Connect with us

Bruce Dowbiggin

Choice Cuts: The Crisis For Absolutist Abortion

Published

9 minute read

Well, that’s a relief. British Columbia’s finance minister Selina Robinson says she will fight to ensure abortion access rights are never denied in the province— no matter what may happen in the United States.

Ontario NDP Andrea Howarth leader also chimed in. “People are scared, sad and furious that the U.S. may again deny women and non-binary folks their reproductive rights. We have a right to control our own bodies, and to make our own choices about our health. This is not negotiable. Not now, not ever..” (Andrea has no trouble, however,  forcing fellow Ontarians to inject an experimental vaccine into their bodies. Or else be denied their civl rights. But we digress.)

And our fearless PM offered his usual word salad: “The right to choose is a woman’s right and a woman’s right alone. Every woman in Canada has a right to a safe and legal abortion. We’ll never back down from protecting and promoting.. blah-blah-blah.”

Well, certain women’s rights anyhow. Children? Not so much.

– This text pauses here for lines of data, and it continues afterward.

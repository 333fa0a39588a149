/*!
Controller settings.

One settings value configures every subsystem of a character. All groups deserialize
with `#[serde(default)]`, so a settings file only needs the values it changes:

```toml
[ground]
max_slope_angle_deg = 40.0

[jump]
can_double_jump = true
```

Values are validated once, when loaded ([`ControllerSettings::validate`]); nothing is
re-checked per tick.

Notes
- Values are expressed in meters, seconds, and degrees (converted to radians at use).
*/

use std::path::Path;

use serde::Deserialize;

use crate::{
    constants::*,
    error::SettingsError,
    material::{TractionMaterial, TractionProfile},
};

#[derive(Clone, Debug, Default, PartialEq, Deserialize)]
#[serde(default)]
pub struct ControllerSettings {
    pub ground: GroundSettings,
    pub step: StepSettings,
    pub movement: MovementSettings,
    pub jump: JumpSettings,
    pub dash: DashSettings,
    pub gravity: GravitySettings,
    pub material: MaterialSettings,
    pub input: InputSettings,
}

/// Ground probe geometry and surface classification.
#[derive(Clone, Debug, PartialEq, Deserialize)]
#[serde(default)]
pub struct GroundSettings {
    /// Steepest walkable surface, measured from vertical (degrees, 0..=89).
    pub max_slope_angle_deg: f32,
    /// Surfaces at least this steep are walls (degrees, 0..=89).
    pub wall_angle_threshold_deg: f32,
    pub sensor_radius: f32,
    pub probe_offset: f32,
    pub cast_distance: f32,
    pub ascend_probe_height: f32,
    pub ascend_probe_distance: f32,
    /// Sweep a flat box instead of a sphere.
    pub use_box_probe: bool,
}

impl Default for GroundSettings {
    fn default() -> Self {
        Self {
            max_slope_angle_deg: MAX_SLOPE_ANGLE_DEG,
            wall_angle_threshold_deg: WALL_ANGLE_THRESHOLD_DEG,
            sensor_radius: GROUND_SENSOR_RADIUS,
            probe_offset: GROUND_PROBE_OFFSET,
            cast_distance: GROUND_CAST_DISTANCE,
            ascend_probe_height: ASCEND_PROBE_HEIGHT,
            ascend_probe_distance: ASCEND_PROBE_DISTANCE,
            use_box_probe: false,
        }
    }
}

impl GroundSettings {
    /// Minimum `dot(normal, up)` of a walkable surface.
    #[inline]
    pub fn min_ground_dot(&self) -> f32 {
        self.max_slope_angle_deg.to_radians().cos()
    }
}

#[derive(Clone, Debug, PartialEq, Deserialize)]
#[serde(default)]
pub struct StepSettings {
    pub first_step_offset: f32,
    pub step_ray_offset: f32,
    pub step_height_offset: f32,
    pub step_check_distance: f32,
    pub check_angle: f32,
    pub diagonal_forward_offset: f32,
    pub min_step_height: f32,
    pub max_step_height: f32,
    pub step_forward_nudge: f32,
    pub step_gravity_grace: f32,
    pub lateral_probe_offset: f32,
}

impl Default for StepSettings {
    fn default() -> Self {
        Self {
            first_step_offset: FIRST_STEP_OFFSET,
            step_ray_offset: STEP_RAY_OFFSET,
            step_height_offset: STEP_HEIGHT_OFFSET,
            step_check_distance: STEP_CHECK_DISTANCE,
            check_angle: STEP_CHECK_ANGLE,
            diagonal_forward_offset: DIAGONAL_FORWARD_OFFSET,
            min_step_height: MIN_STEP_HEIGHT,
            max_step_height: MAX_STEP_HEIGHT,
            step_forward_nudge: STEP_FORWARD_NUDGE,
            step_gravity_grace: STEP_GRAVITY_GRACE,
            lateral_probe_offset: LATERAL_PROBE_OFFSET,
        }
    }
}

#[derive(Clone, Debug, PartialEq, Deserialize)]
#[serde(default)]
pub struct MovementSettings {
    pub acceleration: f32,
    pub air_acceleration: f32,
    pub base_speed: f32,
    pub sprint_max_speed: f32,
    pub braking_force: f32,
    pub brake_speed_threshold: f32,
    pub turn_sharpness: f32,
    pub air_turn_sharpness: f32,
    pub rotation_sharpness: f32,
    /// Reframe move input relative to the camera.
    pub follow_camera: bool,
}

impl Default for MovementSettings {
    fn default() -> Self {
        Self {
            acceleration: ACCELERATION,
            air_acceleration: AIR_ACCELERATION,
            base_speed: BASE_SPEED,
            sprint_max_speed: SPRINT_MAX_SPEED,
            braking_force: BRAKING_FORCE,
            brake_speed_threshold: BRAKE_SPEED_THRESHOLD,
            turn_sharpness: TURN_SHARPNESS,
            air_turn_sharpness: AIR_TURN_SHARPNESS,
            rotation_sharpness: ROTATION_SHARPNESS,
            follow_camera: false,
        }
    }
}

#[derive(Clone, Debug, PartialEq, Deserialize)]
#[serde(default)]
pub struct JumpSettings {
    pub jump_force: f32,
    pub can_hold_jump: bool,
    pub jump_hold_force: f32,
    pub jump_hold_duration: f32,
    pub jump_buffer_time: f32,
    pub coyote_time: f32,
    pub can_double_jump: bool,
    pub extra_jumps: u32,
    pub double_jump_multiplier: f32,
    pub zero_velocity_on_double_jump: bool,
}

impl Default for JumpSettings {
    fn default() -> Self {
        Self {
            jump_force: JUMP_FORCE,
            can_hold_jump: false,
            jump_hold_force: JUMP_HOLD_FORCE,
            jump_hold_duration: JUMP_HOLD_DURATION,
            jump_buffer_time: JUMP_BUFFER_TIME,
            coyote_time: COYOTE_TIME,
            can_double_jump: false,
            extra_jumps: EXTRA_JUMPS,
            double_jump_multiplier: DOUBLE_JUMP_MULTIPLIER,
            zero_velocity_on_double_jump: false,
        }
    }
}

#[derive(Clone, Debug, PartialEq, Deserialize)]
#[serde(default)]
pub struct DashSettings {
    pub dash_force: f32,
    pub dash_distance: f32,
    pub dash_amount: u32,
    /// When false, body gravity is suspended for the dash.
    pub dash_has_gravity: bool,
}

impl Default for DashSettings {
    fn default() -> Self {
        Self {
            dash_force: DASH_FORCE,
            dash_distance: DASH_DISTANCE,
            dash_amount: DASH_AMOUNT,
            dash_has_gravity: true,
        }
    }
}

#[derive(Clone, Debug, PartialEq, Deserialize)]
#[serde(default)]
pub struct GravitySettings {
    pub custom_gravity: f32,
    pub max_multiplier: f32,
    pub ground_stick_threshold: f32,
}

impl Default for GravitySettings {
    fn default() -> Self {
        Self {
            custom_gravity: CUSTOM_GRAVITY,
            max_multiplier: MAX_GRAVITY_MULTIPLIER,
            ground_stick_threshold: GROUND_STICK_THRESHOLD,
        }
    }
}

#[derive(Clone, Debug, PartialEq, Deserialize)]
#[serde(from = "MaterialSettingsFile")]
pub struct MaterialSettings {
    pub default: TractionProfile,
    pub slide: TractionProfile,
}

impl Default for MaterialSettings {
    fn default() -> Self {
        Self {
            default: TractionProfile::default(),
            slide: TractionProfile {
                friction: SLIDE_FRICTION,
                speed_factor: 0.75,
                braking_factor: 0.4,
                turn_factor: 0.5,
            },
        }
    }
}

/// `[material]` as written in a settings file. Each profile only overrides the fields
/// it names, on top of that material's own defaults.
#[derive(Default, Deserialize)]
#[serde(default)]
struct MaterialSettingsFile {
    default: ProfileOverrides,
    slide: ProfileOverrides,
}

#[derive(Default, Deserialize)]
#[serde(default)]
struct ProfileOverrides {
    friction: Option<f32>,
    speed_factor: Option<f32>,
    braking_factor: Option<f32>,
    turn_factor: Option<f32>,
}

impl ProfileOverrides {
    fn apply(self, base: TractionProfile) -> TractionProfile {
        TractionProfile {
            friction: self.friction.unwrap_or(base.friction),
            speed_factor: self.speed_factor.unwrap_or(base.speed_factor),
            braking_factor: self.braking_factor.unwrap_or(base.braking_factor),
            turn_factor: self.turn_factor.unwrap_or(base.turn_factor),
        }
    }
}

impl From<MaterialSettingsFile> for MaterialSettings {
    fn from(file: MaterialSettingsFile) -> Self {
        let base = Self::default();
        Self {
            default: file.default.apply(base.default),
            slide: file.slide.apply(base.slide),
        }
    }
}

impl MaterialSettings {
    pub fn profile(&self, material: TractionMaterial) -> &TractionProfile {
        match material {
            TractionMaterial::Default => &self.default,
            TractionMaterial::Slide => &self.slide,
        }
    }
}

#[derive(Clone, Debug, PartialEq, Deserialize)]
#[serde(default)]
pub struct InputSettings {
    pub sprint_hold_threshold: f32,
}

impl Default for InputSettings {
    fn default() -> Self {
        Self {
            sprint_hold_threshold: SPRINT_HOLD_THRESHOLD,
        }
    }
}

impl ControllerSettings {
    /// Parse and validate settings from TOML text.
    pub fn from_toml_str(text: &str) -> Result<Self, SettingsError> {
        let settings: Self = toml::from_str(text)?;
        settings.validate()
    }

    /// Read, parse and validate a TOML settings file.
    pub fn from_file(path: impl AsRef<Path>) -> Result<Self, SettingsError> {
        let path = path.as_ref();
        let text = std::fs::read_to_string(path).map_err(|source| SettingsError::Io {
            path: path.to_path_buf(),
            source,
        })?;
        Self::from_toml_str(&text)
    }

    /// Clamp angles into `[0, 89]` degrees and reject negative or non-finite magnitudes.
    pub fn validate(mut self) -> Result<Self, SettingsError> {
        clamp_angle(
            "ground.max_slope_angle_deg",
            &mut self.ground.max_slope_angle_deg,
        )?;
        clamp_angle(
            "ground.wall_angle_threshold_deg",
            &mut self.ground.wall_angle_threshold_deg,
        )?;

        let g = &self.ground;
        let s = &self.step;
        let m = &self.movement;
        let j = &self.jump;
        let d = &self.dash;
        let gr = &self.gravity;
        let checks: [(&'static str, f32); 44] = [
            ("ground.sensor_radius", g.sensor_radius),
            ("ground.probe_offset", g.probe_offset),
            ("ground.cast_distance", g.cast_distance),
            ("ground.ascend_probe_height", g.ascend_probe_height),
            ("ground.ascend_probe_distance", g.ascend_probe_distance),
            ("step.first_step_offset", s.first_step_offset),
            ("step.step_ray_offset", s.step_ray_offset),
            ("step.step_height_offset", s.step_height_offset),
            ("step.step_check_distance", s.step_check_distance),
            ("step.check_angle", s.check_angle),
            ("step.diagonal_forward_offset", s.diagonal_forward_offset),
            ("step.min_step_height", s.min_step_height),
            ("step.max_step_height", s.max_step_height),
            ("step.step_forward_nudge", s.step_forward_nudge),
            ("step.step_gravity_grace", s.step_gravity_grace),
            ("step.lateral_probe_offset", s.lateral_probe_offset),
            ("movement.acceleration", m.acceleration),
            ("movement.air_acceleration", m.air_acceleration),
            ("movement.base_speed", m.base_speed),
            ("movement.sprint_max_speed", m.sprint_max_speed),
            ("movement.braking_force", m.braking_force),
            ("movement.brake_speed_threshold", m.brake_speed_threshold),
            ("movement.turn_sharpness", m.turn_sharpness),
            ("movement.air_turn_sharpness", m.air_turn_sharpness),
            ("movement.rotation_sharpness", m.rotation_sharpness),
            ("jump.jump_force", j.jump_force),
            ("jump.jump_hold_force", j.jump_hold_force),
            ("jump.jump_hold_duration", j.jump_hold_duration),
            ("jump.jump_buffer_time", j.jump_buffer_time),
            ("jump.coyote_time", j.coyote_time),
            ("jump.double_jump_multiplier", j.double_jump_multiplier),
            ("dash.dash_force", d.dash_force),
            ("dash.dash_distance", d.dash_distance),
            ("gravity.custom_gravity", gr.custom_gravity),
            ("gravity.max_multiplier", gr.max_multiplier),
            ("gravity.ground_stick_threshold", gr.ground_stick_threshold),
            ("material.default.friction", self.material.default.friction),
            ("material.default.speed_factor", self.material.default.speed_factor),
            ("material.default.braking_factor", self.material.default.braking_factor),
            ("material.default.turn_factor", self.material.default.turn_factor),
            ("material.slide.friction", self.material.slide.friction),
            ("material.slide.speed_factor", self.material.slide.speed_factor),
            ("material.slide.braking_factor", self.material.slide.braking_factor),
            ("material.slide.turn_factor", self.material.slide.turn_factor),
        ];
        for (field, value) in checks {
            non_negative(field, value)?;
        }
        non_negative(
            "input.sprint_hold_threshold",
            self.input.sprint_hold_threshold,
        )?;

        Ok(self)
    }
}

fn non_negative(field: &'static str, value: f32) -> Result<(), SettingsError> {
    if !value.is_finite() {
        return Err(SettingsError::NotFinite { field });
    }
    if value < 0.0 {
        return Err(SettingsError::Negative { field, value });
    }
    Ok(())
}

fn clamp_angle(field: &'static str, value: &mut f32) -> Result<(), SettingsError> {
    if !value.is_finite() {
        return Err(SettingsError::NotFinite { field });
    }
    let clamped = value.clamp(0.0, MAX_CONFIG_ANGLE_DEG);
    if clamped != *value {
        log::warn!("{field} = {value} is outside [0, {MAX_CONFIG_ANGLE_DEG}], clamped to {clamped}");
        *value = clamped;
    }
    Ok(())
}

Funny, we thought this was a debate happening in the United States. But no, the Canadian pro-choice movement wants you to think that it’s happening here. And that they’re the only bulwark against The Handmaid’s Tale in Canada. And they don’t mind muddying the waters a little by suggesting this may lead to revoking interracial marriage, gay marriage, men swimming against women, etc.

Why is the Left so desperate to protect its sacred Roe v. Wade decision or Canada’s seminal 1987 Supreme Court decriminalization of abortion law? After all, the decision on Roe v. Wade does not mean an end to abortion in the U.S. or Canada. It means that all 50 U.S. states will once again regulate the process. Voters in deep blue states can keep their standards. And deep red state voters can keep their standards. Canada shows no sign of ever addressing the issue.

And yet Whoopi Goldberg— proud of her own seven abortions— is apoplectic. The protests are not really about conception or motherhood. Roe in 1973 instead signals the progressive Left’s triumph over capitalism– just as its 1960s Flower Power era was collapsing. Roe allowed the Left to rebound from the defeat of its violent radicalism. It gave radicals— particularly feminists— a rallying point, a hammer to use against the conservative right.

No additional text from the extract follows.